◆ **What you will do**
Across all entries below, how many lines include "title"? Only the number, please.

◆ **Record excerpts**
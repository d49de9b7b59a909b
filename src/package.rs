//! In-memory package descriptions and the nupkg container writer.
//!
//! A `PackageDescription` is built per emitted package and handed to a
//! [`PackageWriter`]; the writer renders the nuspec manifest and zips it
//! together with the payload files.

use anyhow::{Context, Result};
use log::debug;
use std::fs::File;
use std::io::Write;
use std::path::{Path, PathBuf};
use zip::CompressionMethod;
use zip::ZipWriter;
use zip::write::FileOptions;

use crate::matcher::ResolvedDependency;

/// Install-time script shipped with every assembly package; switches the
/// referenced assemblies to Copy Local = false.
pub const INSTALL_PS1: &str = r#"param($installPath, $toolsPath, $package, $project)

write-host ===================================================
write-host "Setting 'CopyLocal' to false for the following references:"

$asms = $package.AssemblyReferences | %{$_.Name}

foreach ($reference in $project.Object.References)
{
    if ($asms -contains $reference.Name + ".dll")
    {
        Write-Host $reference.Name
        $reference.CopyLocal = $false;
    }
}"#;

/// Everything the builder needs to produce one package artifact.
#[derive(Debug, Clone, Default)]
pub struct PackageDescription {
    pub id: String,
    pub title: String,
    pub description: String,
    pub version: String,
    /// (source path on disk, target path inside the package).
    pub files: Vec<(PathBuf, String)>,
    dependencies: Vec<ResolvedDependency>,
}

impl PackageDescription {
    pub fn new(id: &str, title: &str, description: &str, version: &str) -> Self {
        Self {
            id: id.to_string(),
            title: title.to_string(),
            description: description.to_string(),
            version: version.to_string(),
            ..Default::default()
        }
    }

    /// Add a dependency, keeping the list unique by id and free of
    /// self-references.
    pub fn push_dependency(&mut self, dep: ResolvedDependency) {
        if dep.id == self.id {
            debug!("Dropping self-reference in {}", self.id);
            return;
        }
        if self.dependencies.iter().any(|d| d.id == dep.id) {
            return;
        }
        self.dependencies.push(dep);
    }

    pub fn dependencies(&self) -> &[ResolvedDependency] {
        &self.dependencies
    }

    /// The conventional artifact file name, `{id}.{version}.nupkg`.
    pub fn artifact_name(&self) -> String {
        format!("{}.{}.nupkg", self.id, self.version)
    }
}

fn xml_escape(text: &str) -> String {
    text.replace('&', "&amp;")
        .replace('<', "&lt;")
        .replace('>', "&gt;")
        .replace('"', "&quot;")
}

/// Render the nuspec manifest for a package description.
pub fn render_nuspec(desc: &PackageDescription) -> String {
    let dependencies: String = desc
        .dependencies
        .iter()
        .map(|d| {
            format!(
                r#"          <dependency id="{}" version="{}" />"#,
                xml_escape(&d.id),
                xml_escape(&d.version)
            )
        })
        .collect::<Vec<_>>()
        .join("\n");

    format!(
        r#"<?xml version="1.0" encoding="utf-8"?>
<package xmlns="http://schemas.microsoft.com/packaging/2010/07/nuspec.xsd">
    <metadata>
        <id>{id}</id>
        <version>{version}</version>
        <title>{title}</title>
        <authors>Sitecore</authors>
        <owners>Sitecore</owners>
        <iconUrl>http://www.sitecore.net/favicon.ico</iconUrl>
        <requireLicenseAcceptance>false</requireLicenseAcceptance>
        <description>{description}</description>
        <dependencies>
{dependencies}
        </dependencies>
    </metadata>
</package>"#,
        id = xml_escape(&desc.id),
        version = xml_escape(&desc.version),
        title = xml_escape(&desc.title),
        description = xml_escape(&desc.description),
        dependencies = dependencies,
    )
}

/// Trait for package artifact builders.
#[cfg_attr(test, mockall::automock)]
pub trait PackageWriter: Send + Sync {
    /// Produce the package artifact at `target`.
    fn write(&self, desc: &PackageDescription, target: &Path) -> Result<()>;
}

/// Writes nupkg containers with the zip crate.
pub struct NupkgWriter;

impl PackageWriter for NupkgWriter {
    #[tracing::instrument(skip(self, desc))]
    fn write(&self, desc: &PackageDescription, target: &Path) -> Result<()> {
        if let Some(parent) = target.parent() {
            std::fs::create_dir_all(parent)
                .with_context(|| format!("Failed to create {}", parent.display()))?;
        }

        let file = File::create(target)
            .with_context(|| format!("Failed to create package {}", target.display()))?;
        let mut zip = ZipWriter::new(file);
        let options: FileOptions<()> =
            FileOptions::default().compression_method(CompressionMethod::Deflated);

        zip.start_file(format!("{}.nuspec", desc.id), options)?;
        zip.write_all(render_nuspec(desc).as_bytes())?;

        for (source, target_path) in &desc.files {
            let bytes = std::fs::read(source)
                .with_context(|| format!("Failed to read payload {}", source.display()))?;
            zip.start_file(target_path.as_str(), options)?;
            zip.write_all(&bytes)?;
        }

        // Assembly packages carry the install script alongside their payload.
        if !desc.files.is_empty() {
            zip.start_file("tools/install.ps1", options)?;
            zip.write_all(INSTALL_PS1.as_bytes())?;
        }

        zip.finish().context("Failed to finalize package")?;
        debug!("Wrote {}", target.display());
        Ok(())
    }
}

◆ **Solution**
5